The Affordable Care Act [Section 1401 36(B)(c)(2)(C)(i)] you’ll find that for employer sponsored minimum essential coverage, that coverage must be affordable and will not be affordable if “the employee’s required contribution (within the meaning of section 5000A(e)(1)(B)) with respect to the plan exceeds 9.8 percent of the applicable taxpayer’s household income.”

At irs.gov, “Request for Comments on Health Coverage Affordability Safe Harbor for Employees (Section 4980H)” you can read that “Coverage under an employer-sponsored plan is affordable to a particular employee if the employee’s required contribution…does not exceed 9.5 percent of the employee’s household income for the taxable year.”

This limit only applies to the employee, not the employee’s spouse or other dependents. The sky’s the limit on those expenses. With the significance of health insurance expenses, it may make financial sense for couples to divorce.

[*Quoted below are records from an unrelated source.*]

//! Immutability comparator
//!
//! Deep structural equality between a new and an old value. `None` stands
//! for an absent item. In loose mode absent and null are the same thing; in
//! strict mode they differ. Array order matters, object key order does not.

use serde_json::{Map, Number, Value};

use super::formats::StringFormat;
use crate::schema::REVISION_PROPERTIES;

/// Compare two items.
///
/// `format` canonicalizes top-level strings (dates, UUIDs, ...); nested
/// values are compared structurally.
pub fn items_equal(
    new: Option<&Value>,
    old: Option<&Value>,
    strict: bool,
    format: Option<StringFormat>,
) -> bool {
    let (new, old) = if strict {
        (new, old)
    } else {
        (loosen(new), loosen(old))
    };

    match (new, old) {
        (None, None) => true,
        (Some(a), Some(b)) => present_equal(a, b, strict, format),
        _ => false,
    }
}

/// Structural equality without any string canonicalization
pub fn values_equal(new: Option<&Value>, old: Option<&Value>, strict: bool) -> bool {
    items_equal(new, old, strict, None)
}

/// Whole-document equality for replacement checks.
///
/// Revision bookkeeping (`_rev`, `_revisions`) is ignored; `_attachments`
/// is compared like any other hashtable.
pub fn documents_equal(new: &Value, old: &Value) -> bool {
    match (new.as_object(), old.as_object()) {
        (Some(a), Some(b)) => a
            .keys()
            .chain(b.keys())
            .filter(|key| !REVISION_PROPERTIES.contains(&key.as_str()))
            .all(|key| items_equal(a.get(key), b.get(key), false, None)),
        _ => values_equal(Some(new), Some(old), false),
    }
}

fn loosen(value: Option<&Value>) -> Option<&Value> {
    match value {
        Some(Value::Null) => None,
        other => other,
    }
}

fn present_equal(a: &Value, b: &Value, strict: bool, format: Option<StringFormat>) -> bool {
    match (a, b) {
        (Value::String(x), Value::String(y)) => match format {
            Some(format) => format.canonical_eq(x, y),
            None => x == y,
        },
        (Value::Number(x), Value::Number(y)) => numbers_equal(x, y),
        (Value::Array(x), Value::Array(y)) => {
            x.len() == y.len()
                && x
                    .iter()
                    .zip(y)
                    .all(|(a, b)| items_equal(Some(a), Some(b), strict, None))
        }
        (Value::Object(x), Value::Object(y)) => objects_equal(x, y, strict),
        _ => a == b,
    }
}

fn objects_equal(a: &Map<String, Value>, b: &Map<String, Value>, strict: bool) -> bool {
    if strict && a.len() != b.len() {
        return false;
    }
    a.keys()
        .chain(b.keys())
        .all(|key| items_equal(a.get(key), b.get(key), strict, None))
}

/// Numeric equality across integer and float representations (1 == 1.0)
pub fn numbers_equal(a: &Number, b: &Number) -> bool {
    if let (Some(x), Some(y)) = (a.as_i64(), b.as_i64()) {
        return x == y;
    }
    if let (Some(x), Some(y)) = (a.as_u64(), b.as_u64()) {
        return x == y;
    }
    match (a.as_f64(), b.as_f64()) {
        (Some(x), Some(y)) => x == y,
        _ => false,
    }
}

The next sentence goes on, that for the purposes of Section 140136(B)(c)(2)(C)(i) “Household income for this purpose is defined as the modified adjusted gross income of the employee and any members of the employee’s family who are required to file an income tax return.”

Divorce means that a parent with dependent children would likely qualify for Medicaid and other government insurance programs for parents and children with little to no income. It would also benefit the working spouse because since health benefits cannot exceed 9.5 percent of his or her household income, by reducing the household income to their own, alone, they’ll reach that threshold sooner.

While distasteful, the numbers under Obamacare are likely to become too significant to ignore, as married couples watch their income dwindle in the face of Obamacare and rising insurance and healthcare costs. [Of course, you should look into all the implications of taking such a drastic step, and this article intends to highlight a likely result of Obamacare, fewer marriages and more divorces.]

Like employers sacrificing hiring American workers, cutting down on hours offered workers, or moving jobs offshore, like the rich hiding money offshore, like the President and other politicians arguing for drastically reducing Medicare benefits or imposing an individual mandate, couples too are going to have to make the choice of values or money, and there may be no reasonable way of managing the new world without divorcing, making children and one parent eligible for benefits that will likely save the “family” thousands of dollars each year.

Ultimately, the double-talk comes down to the real world, and Obamacare was and is just that, 1,000 pages of doubletalk, giving with one grinning politician’s hand while taking away more with the other.

For married couples married 10 years, such divorce will not impact the lower-earning spouse from collecting on the higher-earning spouse’s social security, or the couple can remarry once everyone gets older.

It would be interesting to hear arguments of from bickering legislators regarding how there is NOT a marriage/family penalty built into Obamacare by these provisions and the plans for their implementation.